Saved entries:
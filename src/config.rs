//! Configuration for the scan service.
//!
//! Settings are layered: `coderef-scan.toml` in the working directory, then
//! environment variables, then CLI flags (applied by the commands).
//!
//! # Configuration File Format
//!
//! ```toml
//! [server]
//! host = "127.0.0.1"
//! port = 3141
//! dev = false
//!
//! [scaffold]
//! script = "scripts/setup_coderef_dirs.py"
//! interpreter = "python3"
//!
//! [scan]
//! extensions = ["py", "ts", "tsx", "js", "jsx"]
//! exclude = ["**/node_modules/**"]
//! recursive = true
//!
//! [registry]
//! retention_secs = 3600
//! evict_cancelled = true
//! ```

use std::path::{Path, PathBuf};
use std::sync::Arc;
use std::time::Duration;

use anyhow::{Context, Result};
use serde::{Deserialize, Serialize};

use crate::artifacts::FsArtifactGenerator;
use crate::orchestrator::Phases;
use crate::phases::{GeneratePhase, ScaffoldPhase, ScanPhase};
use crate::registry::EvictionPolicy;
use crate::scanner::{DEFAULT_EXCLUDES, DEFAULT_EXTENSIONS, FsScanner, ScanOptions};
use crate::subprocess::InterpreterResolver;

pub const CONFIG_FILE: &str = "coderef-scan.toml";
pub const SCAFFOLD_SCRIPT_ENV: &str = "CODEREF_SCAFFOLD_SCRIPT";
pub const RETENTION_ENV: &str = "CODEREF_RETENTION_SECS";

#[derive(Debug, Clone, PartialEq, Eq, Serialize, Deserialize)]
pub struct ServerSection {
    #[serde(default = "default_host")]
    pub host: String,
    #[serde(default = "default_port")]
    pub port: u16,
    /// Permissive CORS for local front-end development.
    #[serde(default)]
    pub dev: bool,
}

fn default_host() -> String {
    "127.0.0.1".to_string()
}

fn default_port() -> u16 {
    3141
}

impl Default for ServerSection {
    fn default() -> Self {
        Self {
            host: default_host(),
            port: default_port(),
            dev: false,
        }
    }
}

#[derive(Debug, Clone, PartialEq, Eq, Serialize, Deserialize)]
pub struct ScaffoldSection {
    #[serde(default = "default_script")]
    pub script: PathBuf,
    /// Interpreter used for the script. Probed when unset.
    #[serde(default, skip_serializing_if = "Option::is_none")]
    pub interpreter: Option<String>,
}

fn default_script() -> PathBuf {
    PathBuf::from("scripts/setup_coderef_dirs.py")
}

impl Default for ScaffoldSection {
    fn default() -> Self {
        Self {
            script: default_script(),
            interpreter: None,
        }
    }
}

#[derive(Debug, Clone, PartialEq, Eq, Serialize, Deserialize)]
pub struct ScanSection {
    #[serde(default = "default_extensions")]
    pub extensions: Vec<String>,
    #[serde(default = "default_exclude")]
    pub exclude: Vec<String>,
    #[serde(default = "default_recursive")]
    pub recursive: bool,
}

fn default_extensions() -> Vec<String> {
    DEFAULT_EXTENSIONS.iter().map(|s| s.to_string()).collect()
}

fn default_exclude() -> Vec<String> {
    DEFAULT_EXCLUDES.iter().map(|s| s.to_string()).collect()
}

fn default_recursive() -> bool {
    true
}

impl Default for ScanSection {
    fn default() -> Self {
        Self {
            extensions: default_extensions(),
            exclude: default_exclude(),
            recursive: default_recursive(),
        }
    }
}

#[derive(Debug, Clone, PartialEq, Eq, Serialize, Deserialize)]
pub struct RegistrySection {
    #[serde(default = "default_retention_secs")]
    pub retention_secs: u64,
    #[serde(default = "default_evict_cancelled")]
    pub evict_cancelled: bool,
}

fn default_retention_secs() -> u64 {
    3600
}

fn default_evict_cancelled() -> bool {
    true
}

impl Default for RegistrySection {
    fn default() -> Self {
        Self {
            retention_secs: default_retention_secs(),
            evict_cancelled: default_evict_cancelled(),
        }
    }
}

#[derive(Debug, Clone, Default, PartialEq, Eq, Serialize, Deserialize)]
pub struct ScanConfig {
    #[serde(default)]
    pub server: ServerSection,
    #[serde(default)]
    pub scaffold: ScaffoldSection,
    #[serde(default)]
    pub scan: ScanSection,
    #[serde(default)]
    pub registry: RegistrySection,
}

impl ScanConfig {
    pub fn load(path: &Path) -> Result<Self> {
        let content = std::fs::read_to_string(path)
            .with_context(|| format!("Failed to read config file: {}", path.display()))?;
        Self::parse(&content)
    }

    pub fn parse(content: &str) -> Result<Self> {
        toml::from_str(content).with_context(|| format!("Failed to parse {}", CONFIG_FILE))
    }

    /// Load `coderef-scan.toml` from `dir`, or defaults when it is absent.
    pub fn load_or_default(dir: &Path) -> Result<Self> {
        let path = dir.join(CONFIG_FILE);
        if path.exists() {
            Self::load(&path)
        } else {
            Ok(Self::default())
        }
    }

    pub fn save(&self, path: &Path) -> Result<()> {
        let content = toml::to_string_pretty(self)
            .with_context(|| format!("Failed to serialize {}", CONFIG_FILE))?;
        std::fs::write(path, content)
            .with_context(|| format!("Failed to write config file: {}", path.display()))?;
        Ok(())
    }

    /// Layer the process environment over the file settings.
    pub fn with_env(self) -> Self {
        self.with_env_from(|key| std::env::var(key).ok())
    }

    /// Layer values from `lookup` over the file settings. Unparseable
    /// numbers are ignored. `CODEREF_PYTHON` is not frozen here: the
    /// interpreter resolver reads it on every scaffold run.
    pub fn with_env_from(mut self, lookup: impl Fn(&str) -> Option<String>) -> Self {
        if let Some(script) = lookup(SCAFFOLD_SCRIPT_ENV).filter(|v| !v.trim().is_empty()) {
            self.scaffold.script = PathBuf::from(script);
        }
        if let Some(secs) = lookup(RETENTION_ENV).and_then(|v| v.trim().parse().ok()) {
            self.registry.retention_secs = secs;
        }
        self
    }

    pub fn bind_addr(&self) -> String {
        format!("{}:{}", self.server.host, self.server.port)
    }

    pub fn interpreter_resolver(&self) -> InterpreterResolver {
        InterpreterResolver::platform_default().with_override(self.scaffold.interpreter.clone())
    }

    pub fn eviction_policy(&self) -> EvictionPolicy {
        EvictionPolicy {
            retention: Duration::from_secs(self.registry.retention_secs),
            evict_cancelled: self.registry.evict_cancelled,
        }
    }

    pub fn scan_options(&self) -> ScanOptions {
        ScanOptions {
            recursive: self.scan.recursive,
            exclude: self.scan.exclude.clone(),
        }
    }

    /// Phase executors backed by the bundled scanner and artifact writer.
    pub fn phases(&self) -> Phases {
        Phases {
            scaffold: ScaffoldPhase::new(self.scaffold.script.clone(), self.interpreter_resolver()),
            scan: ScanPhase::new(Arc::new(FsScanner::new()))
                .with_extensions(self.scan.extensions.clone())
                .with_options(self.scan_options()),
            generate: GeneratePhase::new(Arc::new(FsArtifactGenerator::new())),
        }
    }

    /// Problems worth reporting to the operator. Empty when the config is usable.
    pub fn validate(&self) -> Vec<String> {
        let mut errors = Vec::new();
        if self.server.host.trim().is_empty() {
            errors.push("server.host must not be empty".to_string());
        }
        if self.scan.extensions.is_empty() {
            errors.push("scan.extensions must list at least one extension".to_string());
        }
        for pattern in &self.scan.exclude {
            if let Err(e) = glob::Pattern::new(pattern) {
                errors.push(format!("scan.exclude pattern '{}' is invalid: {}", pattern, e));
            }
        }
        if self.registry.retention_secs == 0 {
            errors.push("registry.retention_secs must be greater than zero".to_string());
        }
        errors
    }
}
* * *
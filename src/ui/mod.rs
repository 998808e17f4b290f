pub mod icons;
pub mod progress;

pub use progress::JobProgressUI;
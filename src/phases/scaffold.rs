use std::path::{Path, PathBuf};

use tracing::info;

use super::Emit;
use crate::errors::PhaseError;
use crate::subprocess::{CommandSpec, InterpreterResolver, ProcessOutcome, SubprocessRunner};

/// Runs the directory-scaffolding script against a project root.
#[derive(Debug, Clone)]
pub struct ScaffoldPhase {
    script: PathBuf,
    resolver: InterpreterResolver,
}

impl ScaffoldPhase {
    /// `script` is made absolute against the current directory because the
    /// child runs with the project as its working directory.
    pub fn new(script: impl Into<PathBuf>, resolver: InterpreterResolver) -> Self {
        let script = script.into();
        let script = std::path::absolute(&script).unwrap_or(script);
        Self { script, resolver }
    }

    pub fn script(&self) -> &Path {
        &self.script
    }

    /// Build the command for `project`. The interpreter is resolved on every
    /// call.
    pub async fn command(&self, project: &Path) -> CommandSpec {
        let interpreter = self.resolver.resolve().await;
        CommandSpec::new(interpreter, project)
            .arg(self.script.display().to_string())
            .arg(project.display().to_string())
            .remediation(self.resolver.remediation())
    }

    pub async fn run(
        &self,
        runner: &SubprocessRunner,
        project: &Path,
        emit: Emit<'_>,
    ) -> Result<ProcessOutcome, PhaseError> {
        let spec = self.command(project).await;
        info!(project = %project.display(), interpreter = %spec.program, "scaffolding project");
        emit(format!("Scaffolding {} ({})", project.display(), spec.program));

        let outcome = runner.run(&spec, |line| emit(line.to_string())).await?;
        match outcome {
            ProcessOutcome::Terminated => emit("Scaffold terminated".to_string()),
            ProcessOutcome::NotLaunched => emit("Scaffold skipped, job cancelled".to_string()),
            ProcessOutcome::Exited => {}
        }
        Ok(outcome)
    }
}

Try it:
Would you copy each line of the records that contains "impl"?

Task result:
impl Default for ServerSection {
impl Default for ScaffoldSection {
impl Default for ScanSection {
impl Default for RegistrySection {
impl ScanConfig {
    pub fn with_env_from(mut self, lookup: impl Fn(&str) -> Option<String>) -> Self {
impl ScaffoldPhase {
    pub fn new(script: impl Into<PathBuf>, resolver: InterpreterResolver) -> Self {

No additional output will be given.